- Instructions to follow: Give back all of the data exactly. Leave nothing out.

- Source information:
pub mod users {
    pub const SELECT_ID_BY_EMAIL: &str = r#"
    SELECT id
      FROM users
     WHERE email = ?
    "#;

    pub const INSERT: &str = r#"
    INSERT INTO users (
        name
      , email
      , hashed_password
      , user_type
      , address
      , latitude
      , longitude
    ) VALUES (?, ?, ?, ?, ?, ?, ?)
    "#;

    pub const SELECT_BY_ID: &str = r#"
    SELECT id
         , name
         , email
         , user_type
         , address
         , latitude
         , longitude
         , is_active
         , created_at
      FROM users
     WHERE id = ?
    "#;

    pub const SELECT_COORDINATE: &str = r#"
    SELECT latitude
         , longitude
      FROM users
     WHERE id = ?
    "#;

    pub const UPDATE_COORDINATE: &str = r#"
    UPDATE users
       SET latitude = ?
         , longitude = ?
     WHERE id = ?
    "#;
}

pub mod auth {
    pub const SELECT_USER_BY_EMAIL: &str = r#"
    SELECT id
         , name
         , email
         , user_type
         , hashed_password
         , is_active
      FROM users
     WHERE email = ?
    "#;

    pub const SELECT_USER_FOR_TOKEN: &str = r#"
    SELECT id
         , name
         , email
         , user_type
         , is_active
      FROM users
     WHERE id = ?
    "#;

    pub const SELECT_PASSWORD_HASH: &str = r#"
    SELECT hashed_password
      FROM users
     WHERE id = ?
    "#;

    pub const UPDATE_PASSWORD: &str = r#"
    UPDATE users
       SET hashed_password = ?
     WHERE id = ?
    "#;

    pub const INSERT_REFRESH_TOKEN: &str = r#"
    INSERT INTO refresh_tokens (
        token_hash
      , user_id
      , expires_at
    ) VALUES (?, ?, ?)
    "#;

    pub const VALIDATE_REFRESH_TOKEN: &str = r#"
    SELECT rt.id
         , rt.user_id
         , rt.expires_at
         , rt.revoked
         , u.name
         , u.user_type
         , u.is_active
      FROM refresh_tokens AS rt
      JOIN users AS u ON rt.user_id = u.id
     WHERE rt.token_hash = ?
    "#;

    pub const REVOKE_REFRESH_TOKEN: &str = r#"
    UPDATE refresh_tokens
       SET revoked = 1
     WHERE id = ?
    "#;

    pub const REVOKE_REFRESH_TOKEN_BY_HASH: &str = r#"
    UPDATE refresh_tokens
       SET revoked = 1
     WHERE token_hash = ?
    "#;

    pub const REVOKE_ALL_USER_TOKENS: &str = r#"
    UPDATE refresh_tokens
       SET revoked = 1
     WHERE user_id = ?
    "#;

    pub const DELETE_REVOKED_TOKEN: &str = r#"
    DELETE FROM refresh_tokens
     WHERE revoked = 1
       AND id = ?
    "#;

    pub const DELETE_STALE_TOKENS: &str = r#"
    DELETE FROM refresh_tokens
     WHERE revoked = 1
        OR datetime(expires_at) < datetime('now')
    "#;
}

pub mod deals {
    pub const INSERT: &str = r#"
    INSERT INTO deals (
        restaurant_id
      , title
      , description
      , quantity
      , original_price
      , updated_price
      , pickup_start
      , pickup_end
      , claimed
    ) VALUES (?, ?, ?, ?, ?, ?, ?, ?, 0)
    "#;

    pub const SELECT_BY_ID: &str = r#"
    SELECT id
         , restaurant_id
         , title
         , description
         , quantity
         , original_price
         , updated_price
         , pickup_start
         , pickup_end
         , claimed
         , created_at
      FROM deals
     WHERE id = ?
    "#;

    pub const SELECT_FOR_RESTAURANT: &str = r#"
    SELECT id
         , restaurant_id
         , title
         , description
         , quantity
         , original_price
         , updated_price
         , pickup_start
         , pickup_end
         , claimed
         , created_at
      FROM deals
     WHERE restaurant_id = ?
     ORDER BY created_at DESC, id DESC
    "#;

    pub const SELECT_UNCLAIMED: &str = r#"
    SELECT id
         , restaurant_id
         , title
         , description
         , quantity
         , original_price
         , updated_price
         , pickup_start
         , pickup_end
         , claimed
         , created_at
      FROM deals
     WHERE claimed = 0
     ORDER BY created_at DESC, id DESC
    "#;

    pub const CHECK_OWNERSHIP: &str = r#"
    SELECT id
      FROM deals
     WHERE id = ?
       AND restaurant_id = ?
    "#;

    pub const CHECK_EXISTS: &str = r#"
    SELECT id
      FROM deals
     WHERE id = ?
    "#;

    pub const DELETE: &str = r#"
    DELETE FROM deals
     WHERE id = ?
    "#;

    /// Check-and-set guard: zero rows updated means the deal is gone or
    /// already claimed, and the caller distinguishes the two.
    pub const MARK_CLAIMED: &str = r#"
    UPDATE deals
       SET claimed = 1
     WHERE id = ?
       AND claimed = 0
    "#;

    pub const INSERT_IMAGE: &str = r#"
    INSERT OR REPLACE INTO deal_images (deal_id, url)
    VALUES (?, ?)
    "#;

    pub const SELECT_IMAGE: &str = r#"
    SELECT url
      FROM deal_images
     WHERE deal_id = ?
    "#;

    pub const SELECT_IMAGES_FOR_DEALS: &str = r#"
    SELECT deal_id
         , url
      FROM deal_images
     WHERE deal_id IN ({})
    "#;
}

pub mod feed {
    pub const SELECT_RESTAURANTS_BY_IDS: &str = r#"
    SELECT id
         , name
         , latitude
         , longitude
      FROM users
     WHERE id IN ({})
    "#;
}

pub mod claims {
    pub const INSERT: &str = r#"
    INSERT INTO claims (
        deal_id
      , customer_id
      , claimed_at
      , confirmed
    ) VALUES (?, ?, ?, 0)
    "#;

    pub const SELECT_FOR_CUSTOMER: &str = r#"
    SELECT c.id
         , c.deal_id
         , c.claimed_at
         , c.confirmed
         , d.title
         , d.description
         , d.quantity
         , d.updated_price
         , d.pickup_start
         , d.pickup_end
         , u.name
      FROM claims AS c
      JOIN deals AS d ON c.deal_id = d.id
      LEFT JOIN users AS u ON d.restaurant_id = u.id
     WHERE c.customer_id = ?
     ORDER BY c.claimed_at DESC, c.id DESC
    "#;
}

pub mod analytics {
    pub const COUNT_DEALS: &str = r#"
    SELECT COUNT(*)
         , COALESCE(SUM(claimed), 0)
      FROM deals
    "#;

    pub const CLAIM_TOTALS: &str = r#"
    SELECT COUNT(*)
         , COALESCE(SUM(d.original_price - d.updated_price), 0)
         , COALESCE(SUM(d.quantity), 0)
      FROM claims AS c
      JOIN deals AS d ON c.deal_id = d.id
    "#;

    pub const MONTHLY_SAVINGS: &str = r#"
    SELECT strftime('%Y-%m', c.claimed_at) AS month
         , COALESCE(SUM(d.original_price - d.updated_price), 0)
      FROM claims AS c
      JOIN deals AS d ON c.deal_id = d.id
     GROUP BY month
     ORDER BY month
    "#;
}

- Answer for this exercise:
pub mod users {
    pub const SELECT_ID_BY_EMAIL: &str = r#"
    SELECT id
      FROM users
     WHERE email = ?
    "#;

    pub const INSERT: &str = r#"
    INSERT INTO users (
        name
      , email
      , hashed_password
      , user_type
      , address
      , latitude
      , longitude
    ) VALUES (?, ?, ?, ?, ?, ?, ?)
    "#;

    pub const SELECT_BY_ID: &str = r#"
    SELECT id
         , name
         , email
         , user_type
         , address
         , latitude
         , longitude
         , is_active
         , created_at
      FROM users
     WHERE id = ?
    "#;

    pub const SELECT_COORDINATE: &str = r#"
    SELECT latitude
         , longitude
      FROM users
     WHERE id = ?
    "#;

    pub const UPDATE_COORDINATE: &str = r#"
    UPDATE users
       SET latitude = ?
         , longitude = ?
     WHERE id = ?
    "#;
}

pub mod auth {
    pub const SELECT_USER_BY_EMAIL: &str = r#"
    SELECT id
         , name
         , email
         , user_type
         , hashed_password
         , is_active
      FROM users
     WHERE email = ?
    "#;

    pub const SELECT_USER_FOR_TOKEN: &str = r#"
    SELECT id
         , name
         , email
         , user_type
         , is_active
      FROM users
     WHERE id = ?
    "#;

    pub const SELECT_PASSWORD_HASH: &str = r#"
    SELECT hashed_password
      FROM users
     WHERE id = ?
    "#;

    pub const UPDATE_PASSWORD: &str = r#"
    UPDATE users
       SET hashed_password = ?
     WHERE id = ?
    "#;

    pub const INSERT_REFRESH_TOKEN: &str = r#"
    INSERT INTO refresh_tokens (
        token_hash
      , user_id
      , expires_at
    ) VALUES (?, ?, ?)
    "#;

    pub const VALIDATE_REFRESH_TOKEN: &str = r#"
    SELECT rt.id
         , rt.user_id
         , rt.expires_at
         , rt.revoked
         , u.name
         , u.user_type
         , u.is_active
      FROM refresh_tokens AS rt
      JOIN users AS u ON rt.user_id = u.id
     WHERE rt.token_hash = ?
    "#;

    pub const REVOKE_REFRESH_TOKEN: &str = r#"
    UPDATE refresh_tokens
       SET revoked = 1
     WHERE id = ?
    "#;

    pub const REVOKE_REFRESH_TOKEN_BY_HASH: &str = r#"
    UPDATE refresh_tokens
       SET revoked = 1
     WHERE token_hash = ?
    "#;

    pub const REVOKE_ALL_USER_TOKENS: &str = r#"
    UPDATE refresh_tokens
       SET revoked = 1
     WHERE user_id = ?
    "#;

    pub const DELETE_REVOKED_TOKEN: &str = r#"
    DELETE FROM refresh_tokens
     WHERE revoked = 1
       AND id = ?
    "#;

    pub const DELETE_STALE_TOKENS: &str = r#"
    DELETE FROM refresh_tokens
     WHERE revoked = 1
        OR datetime(expires_at) < datetime('now')
    "#;
}

pub mod deals {
    pub const INSERT: &str = r#"
    INSERT INTO deals (
        restaurant_id
      , title
      , description
      , quantity
      , original_price
      , updated_price
      , pickup_start
      , pickup_end
      , claimed
    ) VALUES (?, ?, ?, ?, ?, ?, ?, ?, 0)
    "#;

    pub const SELECT_BY_ID: &str = r#"
    SELECT id
         , restaurant_id
         , title
         , description
         , quantity
         , original_price
         , updated_price
         , pickup_start
         , pickup_end
         , claimed
         , created_at
      FROM deals
     WHERE id = ?
    "#;

    pub const SELECT_FOR_RESTAURANT: &str = r#"
    SELECT id
         , restaurant_id
         , title
         , description
         , quantity
         , original_price
         , updated_price
         , pickup_start
         , pickup_end
         , claimed
         , created_at
      FROM deals
     WHERE restaurant_id = ?
     ORDER BY created_at DESC, id DESC
    "#;

    pub const SELECT_UNCLAIMED: &str = r#"
    SELECT id
         , restaurant_id
         , title
         , description
         , quantity
         , original_price
         , updated_price
         , pickup_start
         , pickup_end
         , claimed
         , created_at
      FROM deals
     WHERE claimed = 0
     ORDER BY created_at DESC, id DESC
    "#;

    pub const CHECK_OWNERSHIP: &str = r#"
    SELECT id
      FROM deals
     WHERE id = ?
       AND restaurant_id = ?
    "#;

    pub const CHECK_EXISTS: &str = r#"
    SELECT id
      FROM deals
     WHERE id = ?
    "#;

    pub const DELETE: &str = r#"
    DELETE FROM deals
     WHERE id = ?
    "#;

    /// Check-and-set guard: zero rows updated means the deal is gone or
    /// already claimed, and the caller distinguishes the two.
    pub const MARK_CLAIMED: &str = r#"
    UPDATE deals
       SET claimed = 1
     WHERE id = ?
       AND claimed = 0
    "#;

    pub const INSERT_IMAGE: &str = r#"
    INSERT OR REPLACE INTO deal_images (deal_id, url)
    VALUES (?, ?)
    "#;

    pub const SELECT_IMAGE: &str = r#"
    SELECT url
      FROM deal_images
     WHERE deal_id = ?
    "#;

    pub const SELECT_IMAGES_FOR_DEALS: &str = r#"
    SELECT deal_id
         , url
      FROM deal_images
     WHERE deal_id IN ({})
    "#;
}

pub mod feed {
    pub const SELECT_RESTAURANTS_BY_IDS: &str = r#"
    SELECT id
         , name
         , latitude
         , longitude
      FROM users
     WHERE id IN ({})
    "#;
}

pub mod claims {
    pub const INSERT: &str = r#"
    INSERT INTO claims (
        deal_id
      , customer_id
      , claimed_at
      , confirmed
    ) VALUES (?, ?, ?, 0)
    "#;

    pub const SELECT_FOR_CUSTOMER: &str = r#"
    SELECT c.id
         , c.deal_id
         , c.claimed_at
         , c.confirmed
         , d.title
         , d.description
         , d.quantity
         , d.updated_price
         , d.pickup_start
         , d.pickup_end
         , u.name
      FROM claims AS c
      JOIN deals AS d ON c.deal_id = d.id
      LEFT JOIN users AS u ON d.restaurant_id = u.id
     WHERE c.customer_id = ?
     ORDER BY c.claimed_at DESC, c.id DESC
    "#;
}

pub mod analytics {
    pub const COUNT_DEALS: &str = r#"
    SELECT COUNT(*)
         , COALESCE(SUM(claimed), 0)
      FROM deals
    "#;

    pub const CLAIM_TOTALS: &str = r#"
    SELECT COUNT(*)
         , COALESCE(SUM(d.original_price - d.updated_price), 0)
         , COALESCE(SUM(d.quantity), 0)
      FROM claims AS c
      JOIN deals AS d ON c.deal_id = d.id
    "#;

    pub const MONTHLY_SAVINGS: &str = r#"
    SELECT strftime('%Y-%m', c.claimed_at) AS month
         , COALESCE(SUM(d.original_price - d.updated_price), 0)
      FROM claims AS c
      JOIN deals AS d ON c.deal_id = d.id
     GROUP BY month
     ORDER BY month
    "#;
}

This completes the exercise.